DRUGS TARGETING cAMP-DEPENDENT CYSTIC EXPANSION
Role of cAMP in Cystogenesis
In ADPKD, disruption of intracellular Ca2+ homeostasis due to mutations in the PKD gene leads to low intracellular calcium and consequently increased levels of intracellular cAMP. Normally, the levels of cAMP are controlled by a balanced activity of membrane-bound and soluble isoforms of adenylate cyclase (AC) (which catalyses the formation of cAMP from ATP) and phosphodiesterases (which degrades cAMP to AMP). Decreased intracellular calcium inhibits the activity of phosphodiesterases and activates ACs, thus producing a net increase in cAMP concentration.10 cAMP exerts its effects via PKA, which phosphorylates a number of metabolic enzymes and promotes transepithelial fluid secretion. Chloride secretion drives sodium into the cystic cavity through paracellular mechanisms; this causes movement of water through aquaporins and cyst expansion.13 In addition, in ADPKD, cAMP promotes cyst enlargement by stimulating epithelial cell proliferation, primarily through the activation of the B-Raf/MEK/ERK pathway.14,15
Vasopressin 2 Receptor Antagonists
Normally, vasopressin (AVP) is secreted into the circulation by the posterior pituitary gland, in response to an increase in serum osmolality or a decrease in effective circulating volume. In the kidney, AVP binds to the V2 AVP receptor in the basolateral membranes of collecting-duct cells. The V2 receptor is a typical member of the large superfamily of G protein–coupled receptors. Thus, occupancy of this receptor results in mediated activation of AC and the formation of cAMP with subsequent activation of PKA, which promotes the fusion of cytoplasmic vesicles containing aquaporin-2 water-channel proteins with the apical membrane. As a result, this normally water-tight membrane becomes water-permeable. Driven by the osmotic gradient of sodium, water is then transcellularly reabsorbed, entering the cells through aquaporin-2 in the apical membrane and leaving the cells for the interstitial space through aquaporin-3 and aquaporin-4, which reside in the basolateral membrane.16 In patients with ADPKD, there is a pathologically hyperactive AVP/V2 receptor system. Serum concentrations of AVP correlate positively with both serum osmolality, as well as with total kidney size and negatively with glomerular filtration rate (GFR).17-20 The central role of cAMP in cystogenesis and the pathologically hyperactive AVP/V2 receptor system have made the blocking of V2R particularly appealing in the treatment of ADPKD.

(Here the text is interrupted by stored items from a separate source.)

//! Score payloads as they appear on the wire.

use std::collections::BTreeMap;

use serde::{Deserialize, Serialize};
use serde_json::{Map, Value};

use super::prompt::CRITERIA;

/// Feedback attached to the neutral fallback card.
pub const NEUTRAL_FEEDBACK: &str =
    "Analysis in progress - please check your scoring API configuration";

// ---------------------------------------------------------------------------
// ScoreCard
// ---------------------------------------------------------------------------

/// Named numeric criteria plus free-text feedback.
///
/// Serializes flat: `{"clarity": 8, "logic": 7, …, "feedback": "…"}`.  Any
/// JSON object deserializes: numbers become criteria and every other key the
/// judge added is kept in `extra` and sent back unchanged.
#[derive(Debug, Clone, PartialEq, Serialize, Deserialize)]
#[serde(from = "Map<String, Value>")]
pub struct ScoreCard {
    #[serde(flatten)]
    pub criteria: BTreeMap<String, f64>,
    pub feedback: String,
    #[serde(flatten)]
    pub extra: Map<String, Value>,
}

impl From<Map<String, Value>> for ScoreCard {
    fn from(object: Map<String, Value>) -> Self {
        let mut card = Self {
            criteria: BTreeMap::new(),
            feedback: String::new(),
            extra: Map::new(),
        };
        for (key, value) in object {
            if key == "feedback" {
                card.feedback = match value {
                    Value::String(text) => text,
                    Value::Null => String::new(),
                    other => other.to_string(),
                };
                continue;
            }
            match value.as_f64() {
                Some(score) => {
                    card.criteria.insert(key, score);
                }
                None => {
                    card.extra.insert(key, value);
                }
            }
        }
        card
    }
}

impl ScoreCard {
    /// Deterministic score set used when the collaborator answered but its
    /// completion carried no parsable payload.
    ///
    /// ```
    /// use live_transcribe::scoring::ScoreCard;
    ///
    /// let card = ScoreCard::neutral();
    /// assert_eq!(card.criteria["evidence"], 6.0);
    /// assert_eq!(card.criteria["overall_score"], 6.8);
    /// ```
    pub fn neutral() -> Self {
        let mut criteria: BTreeMap<String, f64> = CRITERIA
            .iter()
            .map(|c| (c.name.to_string(), c.neutral))
            .collect();
        criteria.insert("overall_score".into(), 6.8);
        Self {
            criteria,
            feedback: NEUTRAL_FEEDBACK.into(),
            extra: Map::new(),
        }
    }

    pub fn get(&self, criterion: &str) -> Option<f64> {
        self.criteria.get(criterion).copied()
    }
}

// ---------------------------------------------------------------------------
// ScoreFailure
// ---------------------------------------------------------------------------

/// Explicit error payload sent in place of scores.
#[derive(Debug, Clone, PartialEq, Eq, Serialize, Deserialize)]
pub struct ScoreFailure {
    pub error: String,
    pub message: String,
}

impl ScoreFailure {
    /// Sent with a window whose transcription failed; the judge is not asked.
    pub fn transcription_failed() -> Self {
        Self {
            error: "Not scored: transcription failed".into(),
            message: "No transcript was available to score".into(),
        }
    }
}

// ---------------------------------------------------------------------------
// ScoreResult
// ---------------------------------------------------------------------------

/// What the debate variant puts in the `scores` field.  Always present.
#[derive(Debug, Clone, PartialEq, Serialize, Deserialize)]
#[serde(untagged)]
pub enum ScoreResult {
    Failed(ScoreFailure),
    Scored(ScoreCard),
}

impl ScoreResult {
    pub fn is_failure(&self) -> bool {
        matches!(self, ScoreResult::Failed(_))
    }

    pub fn card(&self) -> Option<&ScoreCard> {
        match self {
            ScoreResult::Scored(card) => Some(card),
            ScoreResult::Failed(_) => None,
        }
    }
}

#[cfg(test)]
mod tests {
    use super::*;
    use serde_json::json;

    #[test]
    fn neutral_card_covers_every_criterion() {
        let card = ScoreCard::neutral();
        for criterion in CRITERIA {
            assert!(card.get(criterion.name).is_some(), "{}", criterion.name);
        }
        assert_eq!(card.get("clarity"), Some(7.0));
        assert_eq!(card.feedback, NEUTRAL_FEEDBACK);
    }

    #[test]
    fn card_serializes_flat() {
        let value = serde_json::to_value(ScoreResult::Scored(ScoreCard::neutral())).unwrap();
        assert_eq!(value["delivery"], json!(7.0));
        assert_eq!(value["feedback"], json!(NEUTRAL_FEEDBACK));
        assert!(value.get("criteria").is_none());
    }

    #[test]
    fn judge_extras_pass_through_unchanged() {
        let card: ScoreCard = serde_json::from_value(json!({
            "clarity": 4,
            "strengths": ["concise"],
            "weaknesses": null,
            "feedback": "Needs evidence."
        }))
        .unwrap();
        assert_eq!(card.get("clarity"), Some(4.0));
        assert_eq!(card.feedback, "Needs evidence.");
        assert_eq!(card.extra["strengths"], json!(["concise"]));

        let value = serde_json::to_value(&card).unwrap();
        assert_eq!(value["clarity"], json!(4.0));
        assert_eq!(value["strengths"], json!(["concise"]));
        assert_eq!(value["weaknesses"], Value::Null);
        assert!(value.get("extra").is_none());
    }

    #[test]
    fn failure_serializes_error_and_message() {
        let failure = ScoreResult::Failed(ScoreFailure {
            error: "Scoring API error: 500".into(),
            message: "Please check your API key and try again".into(),
        });
        assert_eq!(
            serde_json::to_value(&failure).unwrap(),
            json!({
                "error": "Scoring API error: 500",
                "message": "Please check your API key and try again"
            })
        );
        assert!(failure.is_failure());
        assert!(failure.card().is_none());
    }

    #[test]
    fn failure_payload_deserializes_as_failure() {
        let parsed: ScoreResult =
            serde_json::from_value(json!({"error": "e", "message": "m"})).unwrap();
        assert!(parsed.is_failure());
    }
}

In preclinical trials, a non-peptide AVP antagonist mozavaptan (OPC-31260), administered in murine cystic models orthologous to human disease, including the Pkd2WS25/− mouse (ADPKD), PCK rat (ARPKD), and pcy mouse (nephronophthisis Type 3), reduced renal cAMP and inhibited disease progression, as measured by the reduction in kidney volume, the cystic area, the number of mitotic and apoptotic cells, and the blood urea nitrogen.21-23 Additional studies were conducted to examine the effects of tolvaptan (OPC-4106), a more potent and highly selective human V2R antagonist, in comparison with mozavaptan.24 Tolvaptan showed similar results on renal cAMP and PKD progression in the PCK rat model using the lowest dose. Reif et al.25 in an in vitro study examined the effect of tolvaptan on intracellular cAMP, ERK activity, cell proliferation, and transcellular chloride anion secretion using human ADPKD cyst epithelial cells. Tolvaptan caused inhibition of cAMP AVP-induced production, ERK signalling AVP-induced, cell proliferation, and chloride anion secretion. These effects significantly contributed to decreased in vitro cyst growth.
The large randomised, double-blind, placebo-controlled, multinational, Phase III TEMPO 3:4 trial26 confirmed the aforementioned experimental studies. This trial enrolled 1,445 patients aged 18–50 years with ADPKD, rapidly progressive kidney growth (total kidney volume [TKV] ≥750 mL) as measured by magnetic resonance imaging (MRI) and chronic kidney disease (CKD) Stages 1–3. Tolvaptan reduced the rate of TKV growth (primary endpoint) by 49% and the rate of estimated GFR (eGFR) loss on treatment (secondary endpoint) by 26% per year during the median observation period of 3 years. The effect on TKV appeared greater during the first year of treatment than during the second or third years. Beneficial effects on renal function have been observed in all patient subgroups, especially in patients aged ≥35 years and in patients with hypertension or a TKV of ≥1,500 mL. Another important secondary endpoint was the reduction in kidney pain occurring early and throughout treatment. The results of the TEMPO 3:4 trial suggested that tolvaptan had no effect compared with placebo on albuminuria. Conversely, in a post hoc exploratory analysis, tolvaptan decreased albuminuria compared with placebo independently of blood pressure. In addition, the treatment efficacy of tolvaptan on changes in TKV and eGFR was more readily detected in patients with higher albuminuria.27
Based on the results of the TEMPO 3:4 trial, tolvaptan has been approved to delay the progression of ADPKD in patients with a rapid increase of TKV in Japan, Canada, the European Union (EU), the UK, and South Korea. The European Renal Association-European Dialysis and Transplant Association (ERA-EDTA)28 has issued detailed guidance on this topic. ERA-EDTA suggests that tolvaptan can be prescribed to adult ADPKD patients aged <50 years with CKD Stages 1–3a (eGFR >45 mL/min/1.73 m2) who have demonstrated, or who are likely to have, rapidly progressing disease. ERA-EDTA recommends not starting tolvaptan in patients aged 30–40 years with CKD Stage 1 (eGFR >90 mL/min/1.73 m2) or patients aged 40–50 years with CKD Stages 1 or 2 (eGFR >60 mL/min/1.73 m2). The organisation recommends that rapid disease progression be defined as a confirmed annual eGFR decline of ≥5 mL/min/1.73 m2 in 1 year, and/or ≥2.5 mL/min/ 1.73 m2 per year over a period of 5 years. It can also be defined as a >5% increase in TKV per year by repeated measurements (preferably ≥3, each at least 6 months apart and by MRI). With regard to dosing, ERA-EDTA suggests that tolvaptan be started with a dose of 45 mg in the morning and 15 mg in the evening, uptitrating the dose to 50/30 and 90/30 when tolerated, and discontinuing tolvaptan when patients approach ESRD.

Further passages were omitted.